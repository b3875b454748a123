//! # Projection
//!
//! $$
//! V = P\,(1 + r)^{y},\qquad \Pi = V - P
//! $$
//!
use impl_new_derive::ImplNew;
use serde::Serialize;

use crate::error::AnalyticsError;
use crate::error::Result;

/// Future value of a lump sum and the profit over the principal.
#[derive(Clone, Copy, Debug, Default, PartialEq, Serialize)]
pub struct ProjectionResult {
  pub estimated_value: f64,
  pub estimated_profit: f64,
}

/// Lump-sum investment compounded yearly at `annualized_return`.
#[derive(ImplNew, Clone, Copy, Debug)]
pub struct InvestmentProjection {
  pub principal: f64,
  /// May be negative; values below -1 leave the real power undefined and are rejected
  /// unless `years` is 0.
  pub annualized_return: f64,
  pub years: f64,
}

impl InvestmentProjection {
  pub fn calculate(&self) -> Result<ProjectionResult> {
    project(self.principal, self.annualized_return, self.years)
  }
}

pub fn project(principal: f64, annualized_return: f64, years: f64) -> Result<ProjectionResult> {
  if !principal.is_finite() || !annualized_return.is_finite() || !years.is_finite() {
    return Err(AnalyticsError::invalid("projection inputs must be finite"));
  }
  if years < 0.0 {
    return Err(AnalyticsError::invalid(format!(
      "holding period must be >= 0 years, got {years}"
    )));
  }
  if years == 0.0 {
    return Ok(ProjectionResult {
      estimated_value: principal,
      estimated_profit: 0.0,
    });
  }
  if 1.0 + annualized_return < 0.0 {
    return Err(AnalyticsError::invalid(format!(
      "annualized return {annualized_return} is below -100%"
    )));
  }

  let estimated_value = principal * (1.0 + annualized_return).powf(years);

  Ok(ProjectionResult {
    estimated_value,
    estimated_profit: estimated_value - principal,
  })
}

#[cfg(test)]
mod tests {
  use approx::assert_relative_eq;

  use super::*;

  #[test]
  fn one_year_at_twelve_percent() {
    let p = project(1000.0, 0.12, 1.0).unwrap();
    assert_relative_eq!(p.estimated_value, 1120.0, epsilon = 1e-9);
    assert_relative_eq!(p.estimated_profit, 120.0, epsilon = 1e-9);
  }

  #[test]
  fn zero_years_returns_principal() {
    for r in [-1.5, -0.5, 0.0, 0.07, 3.0] {
      let p = project(2500.0, r, 0.0).unwrap();
      assert_eq!(p.estimated_value, 2500.0);
      assert_eq!(p.estimated_profit, 0.0);
    }
  }

  #[test]
  fn loss_scenario_not_clamped() {
    let p = InvestmentProjection::new(1000.0, -0.2, 2.0).calculate().unwrap();
    assert_relative_eq!(p.estimated_value, 640.0, epsilon = 1e-9);
    assert_eq!(p.estimated_profit, p.estimated_value - 1000.0);
  }

  #[test]
  fn rejects_negative_years_and_bad_inputs() {
    assert!(matches!(
      project(1000.0, 0.1, -1.0),
      Err(AnalyticsError::InvalidInput(_))
    ));
    assert!(project(f64::NAN, 0.1, 1.0).is_err());
    assert!(project(1000.0, -1.5, 0.5).is_err());
  }
}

| About this exercise |
Copy each line in the entries above where the word "must" shows up.

| The answer |
    return Err(AnalyticsError::invalid("projection inputs must be finite"));
      "holding period must be >= 0 years, got {years}"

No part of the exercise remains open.